Long term review of Boeshield T-9 and a question

Hi guys... It was two years or so ago I packed my tools for a move from Florida to Tennessee. My plans were to move to temporary quarters while I sold my Fl real estate and then to build a home and a bigger shop (40'X60') on the 95 wooded acres we bought here. My timing sucked (as usual) and the bubble burst... still haven't sold the real estate (but have it all rented). So now I'm in a 20'X22' garage. I had brought a fair amount of wood with me and had it and the machinery all packed into the gar-shop. Finally reality set in and I built a storage shed for the wood which freed 4'X16' more floor space. Since everything I can't pick up is on wheels, I can shift things around enough to make it workable again.

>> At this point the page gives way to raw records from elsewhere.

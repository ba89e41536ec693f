//! API error types with HTTP status code mapping.
//!
//! [`ApiError`] is the central error type for request handling. Each
//! variant maps to a specific HTTP status code and structured JSON error
//! response. A failed request never takes the process down.

use axum::http::StatusCode;
use axum::response::{IntoResponse, Response};
use serde::Serialize;
use utoipa::ToSchema;

use crate::domain::UserId;
use crate::persistence::StoreError;

/// Structured JSON error response body.
///
/// All error responses follow this shape:
/// ```json
/// {
///   "error": {
///     "code": 2001,
///     "message": "user not found: 7"
///   }
/// }
/// ```
#[derive(Debug, Serialize, ToSchema)]
pub struct ErrorResponse {
    /// Structured error payload.
    pub error: ErrorBody,
}

/// Inner error body with numeric code and human-readable message.
#[derive(Debug, Serialize, ToSchema)]
pub struct ErrorBody {
    /// Numeric error code.
    pub code: u32,
    /// Human-readable error message.
    pub message: String,
    /// Optional additional details.
    #[serde(skip_serializing_if = "Option::is_none")]
    pub details: Option<String>,
}

/// Request-level error enum with HTTP status code mapping.
///
/// # Error Code Ranges
///
/// | Range     | Category        | HTTP Status                |
/// |-----------|-----------------|----------------------------|
/// | 1000–1999 | Client input    | 400 / 422                  |
/// | 2000–2999 | Not Found       | 404 Not Found              |
/// | 3000–3999 | Server          | 500 Internal Server Error  |
#[derive(Debug, thiserror::Error)]
pub enum ApiError {
    /// Request body is not valid JSON or has the wrong shape.
    #[error("malformed request: {0}")]
    MalformedRequest(String),

    /// Path id is not a valid integer.
    #[error("invalid user id: {0}")]
    InvalidId(String),

    /// Storage rejected the write because of a schema constraint.
    #[error("constraint violation: {0}")]
    ConstraintViolation(String),

    /// No user with the given id.
    #[error("user not found: {0}")]
    UserNotFound(UserId),

    /// Database connection or query failure.
    #[error("storage unavailable: {0}")]
    StorageUnavailable(String),
}

impl ApiError {
    /// Returns the numeric error code for this variant.
    #[must_use]
    pub const fn error_code(&self) -> u32 {
        match self {
            Self::MalformedRequest(_) => 1001,
            Self::InvalidId(_) => 1002,
            Self::ConstraintViolation(_) => 1003,
            Self::UserNotFound(_) => 2001,
            Self::StorageUnavailable(_) => 3001,
        }
    }

    /// Returns the message sent to the client.
    ///
    /// Storage failures are reported generically; the driver detail only
    /// goes to the log.
    #[must_use]
    pub fn client_message(&self) -> String {
        match self {
            Self::StorageUnavailable(_) => "storage unavailable".to_string(),
            other => other.to_string(),
        }
    }

    /// Returns the HTTP status code for this variant.
    #[must_use]
    pub const fn status_code(&self) -> StatusCode {
        match self {
            Self::MalformedRequest(_) | Self::InvalidId(_) => StatusCode::BAD_REQUEST,
            Self::ConstraintViolation(_) => StatusCode::UNPROCESSABLE_ENTITY,
            Self::UserNotFound(_) => StatusCode::NOT_FOUND,
            Self::StorageUnavailable(_) => StatusCode::INTERNAL_SERVER_ERROR,
        }
    }
}

impl From<StoreError> for ApiError {
    fn from(err: StoreError) -> Self {
        match err {
            StoreError::NotFound(id) => Self::UserNotFound(id),
            StoreError::ConstraintViolation(msg) => Self::ConstraintViolation(msg),
            StoreError::Unavailable(msg) => Self::StorageUnavailable(msg),
        }
    }
}

impl IntoResponse for ApiError {
    fn into_response(self) -> Response {
        let status = self.status_code();
        if status.is_server_error() {
            tracing::error!(error = %self, "request failed");
        } else {
            tracing::debug!(error = %self, status = status.as_u16(), "request rejected");
        }

        let body = ErrorResponse {
            error: ErrorBody {
                code: self.error_code(),
                message: self.client_message(),
                details: None,
            },
        };
        let mut response = axum::Json(body).into_response();
        *response.status_mut() = status;
        response
    }
}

I don't have room to set up the cyclonic separator, but will have to empty bags (groan) on the three horse 4 bagger DC. When I left Fl, I sprayed every cast iron or steel surface with T-9 (several coats each)... 8" jointer, two table saws 1 Jet 10" and the Unisaw, 15" planer, 14" and 20" bandsaws and the Veritas router table plate. I was pleased to see that there was only one rusty place (and it wasn't REAL bad... minor pitting after clean up) on the outfeed table of the jointer (and it had a plastic sheet on it as well... which probably allowed condensation to collect and drip on that spot) on any of the surfaces. A little mineral spirits and some elbow grease took it all down to metal again, then I re-sprayed as usual. I finally got the 220 hooked up and am plumbing the 80 gal. compressor next. Then I'll have to check the jointer cause the moving guys used the tables as handles :<( .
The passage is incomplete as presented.